Maurice Pope’s book The Keys to Democracy is the third book ever written advocating the use of sortition as a major component of a modern government. (The two earlier ones being Ernest Callenbach and Michael Phillips’s A Citizen Legislature and John Burnheim’s Is Democracy Possible?, both first published in 1985. Pope, who seems to have started writing at about the same time, was apparently unaware of either.) The great strengths of Pope’s writing are his independence of thought and his evident sincerity. Coming early into the field, and being a classicist rather than a political scientist, Pope was clearly breaking new ground, following his own logical train of thought. He was thus free from the burden of formulaically making connections to prior writings and from the petty-political considerations of self-promotion. This unique situation made a thoroughgoing impact on the book as a whole.

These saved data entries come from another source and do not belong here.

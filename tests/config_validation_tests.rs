//! Config Validation Tests
//!
//! Typo detection, range validation and TOML roundtrips for the analysis
//! config, exercised independently from the analyses.

use cbl_analyzer::config::validation::{
    known_config_keys, suggest_correction, validate_ranges, validate_unknown_keys,
};
use cbl_analyzer::config::{AnalysisConfig, ConfigError};
use cbl_analyzer::AnalysisParams;

// ============================================================================
// Typo Detection Tests
// ============================================================================

#[test]
fn typo_in_cement_section_warns_with_suggestion() {
    let toml_str = r#"
[cement]
free_pipe_amplitud = 72.0
"#;
    let warnings = validate_unknown_keys(toml_str);
    assert_eq!(warnings.len(), 1, "Expected exactly 1 warning");
    assert!(warnings[0].field.contains("free_pipe_amplitud"));
    assert_eq!(
        warnings[0].suggestion.as_deref(),
        Some("cement.free_pipe_amplitude"),
        "Should suggest the correct spelling"
    );
}

#[test]
fn typo_in_well_section_warns() {
    let toml_str = r#"
[well]
naem = "CB-101"
"#;
    let warnings = validate_unknown_keys(toml_str);
    assert_eq!(warnings.len(), 1);
    // "naem" is distance 2 from "name"
    assert_eq!(warnings[0].suggestion.as_deref(), Some("well.name"));
}

#[test]
fn valid_config_produces_zero_warnings() {
    let toml_str = r#"
[well]
name = "CB-101"
field = "Cerro Dragón"

[cement]
free_pipe_amplitude = 68.0
theoretical_toc = 1450.0
margin = 10.0
toc_noise_floor = 10.0
toc_candidate_count = 10

[collars]
gain_fraction = 0.2
spacing = 9.6
tolerance = 1.0

[cut]
lookback = 4.0
safety_offset = 1.5

[loader]
default_null = -999.25
cbl_aliases = ["AMPL"]
ccl_aliases = []
"#;
    let warnings = validate_unknown_keys(toml_str);
    assert!(
        warnings.is_empty(),
        "Valid config should produce 0 warnings, got: {:?}",
        warnings.iter().map(|w| &w.field).collect::<Vec<_>>()
    );
    let config = AnalysisConfig::from_toml_str(toml_str).expect("valid config parses");
    assert_eq!(config.well.name, "CB-101");
    assert_eq!(config.loader.cbl_aliases, vec!["AMPL".to_string()]);
}

#[test]
fn multiple_typos_all_warned() {
    let toml_str = r#"
[collars]
spaceing = 9.6

[cut]
lookbak = 4.0
"#;
    let warnings = validate_unknown_keys(toml_str);
    assert_eq!(warnings.len(), 2, "Expected 2 warnings for 2 typos, got {}", warnings.len());
}

#[test]
fn empty_toml_produces_zero_warnings() {
    assert!(validate_unknown_keys("").is_empty());
}

#[test]
fn known_keys_set_is_complete() {
    let config = AnalysisConfig::default();
    let toml_str = config.to_toml().expect("Default config should serialize");
    let warnings = validate_unknown_keys(&toml_str);
    assert!(
        warnings.is_empty(),
        "Default config serialization should produce 0 unknown-key warnings, got: {:?}",
        warnings.iter().map(|w| &w.field).collect::<Vec<_>>()
    );
}

#[test]
fn suggest_correction_returns_none_for_garbage() {
    let known = known_config_keys();
    let s = suggest_correction("zzz_completely_invalid_xyz_12345", &known);
    assert!(s.is_none(), "Garbage string should not match anything");
}

// ============================================================================
// Range Validation Tests
// ============================================================================

#[test]
fn all_defaults_pass_validation() {
    let config = AnalysisConfig::default();
    let (errors, warnings) = validate_ranges(&config);
    assert!(errors.is_empty(), "Default config should have 0 range errors: {:?}", errors);
    assert!(
        warnings.is_empty(),
        "Default config should have 0 range warnings: {:?}",
        warnings.iter().map(|w| &w.field).collect::<Vec<_>>()
    );
    assert!(config.validate().is_ok(), "Default config must always pass full validation");
}

#[test]
fn zero_amplitude_is_rejected() {
    let mut config = AnalysisConfig::default();
    config.cement.free_pipe_amplitude = 0.0;
    match config.validate() {
        Err(ConfigError::Validation(errors)) => {
            assert!(errors.iter().any(|e| e.contains("free_pipe_amplitude")), "{errors:?}");
        }
        other => panic!("expected validation error, got {other:?}"),
    }
}

#[test]
fn gain_above_one_is_rejected() {
    let mut config = AnalysisConfig::default();
    config.collars.gain_fraction = 1.2;
    assert!(config.validate().is_err());
}

#[test]
fn negative_safety_offset_is_rejected() {
    let mut config = AnalysisConfig::default();
    config.cut.safety_offset = -1.0;
    let (errors, _) = validate_ranges(&config);
    assert!(errors.iter().any(|e| e.contains("safety_offset")));
    assert!(config.validate().is_err());
}

#[test]
fn unusual_amplitude_is_only_a_warning() {
    let mut config = AnalysisConfig::default();
    config.cement.free_pipe_amplitude = 300.0;
    let (errors, warnings) = validate_ranges(&config);
    assert!(errors.is_empty());
    assert!(warnings.iter().any(|w| w.field == "cement.free_pipe_amplitude"));
    assert!(config.validate().is_ok());
}

#[test]
fn invalid_toml_is_a_parse_error() {
    let err = AnalysisConfig::from_toml_str("[cement\nmargin = 5").unwrap_err();
    assert!(matches!(err, ConfigError::Parse(..)), "got {err}");
}

#[test]
fn load_from_file_reports_path() {
    let dir = tempfile::tempdir().expect("tempdir");
    let path = dir.path().join("cbl_analyzer.toml");
    std::fs::write(&path, "[cement]\nmargin = -5.0\n").expect("write config");
    let err = AnalysisConfig::load_from_file(&path).unwrap_err();
    assert!(matches!(err, ConfigError::Validation(_)), "got {err}");

    std::fs::write(&path, "[cement]\nmargin = 15.0\n").expect("write config");
    let config = AnalysisConfig::load_from_file(&path).expect("valid config");
    assert!((config.cement.margin - 15.0).abs() < f64::EPSILON);
    assert!((config.cement.free_pipe_amplitude - 72.0).abs() < f64::EPSILON);
}

// ============================================================================
// Config Roundtrip Tests
// ============================================================================

#[test]
fn config_roundtrip_preserves_values() {
    let mut original = AnalysisConfig::default();
    original.well.name = "Roundtrip-Test".to_string();
    original.cement.theoretical_toc = 2100.5;
    original.collars.spacing = 12.0;

    let toml_str = original.to_toml().expect("Serialization should work");
    let roundtripped = AnalysisConfig::from_toml_str(&toml_str).expect("Deserialization should work");
    assert_eq!(roundtripped, original);
}

#[test]
fn params_follow_config() {
    let mut config = AnalysisConfig::default();
    config.cement.free_pipe_amplitude = 65.0;
    config.cut.lookback = 3.0;
    let params = AnalysisParams::from_config(&config);
    assert!((params.reference_amplitude - 65.0).abs() < f64::EPSILON);
    assert!((params.cut_lookback - 3.0).abs() < f64::EPSILON);
    assert!((params.cut_safety_offset - 1.5).abs() < f64::EPSILON);
}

Authors of works about sortition (including Pope) generally share the ostensible aim of achieving some measure of democratization of society. But while this general aim is broadly shared, the consensus ends there because the detailed aims and the proposed mechanisms for achieving them vary widely. At the conservative end, the problem with the existing system is conceived as some sort of sclerosis. The main symptom of the problem is fatigue, or a lack of confidence. Sortition-based institutions are then seen as a way to infuse the system with new blood or new vigor, rejuvenating a system that is essentially sound but has for various reasons, that generally remain vague, fallen into a bad state. Associated with this view of things are generally quite modest proposals – advisory bodies that “help” current decision makers make more informed decisions. Even those more informed decisions are perhaps less important than the mere fact that allotted citizens are widely recognized as having had a part in the process. Indeed, what exactly the problems are with the current outcomes of the process and what are the expected improvements in terms of policy is usually not specified. In fact, sometimes the entire point is to have the allotted citizens themselves become more informed rather than making any changes in decision making. Writings in this vein tend to be heavy with references to the canon of “deliberative democracy” and light on the idea that democracy is a regime of political equality.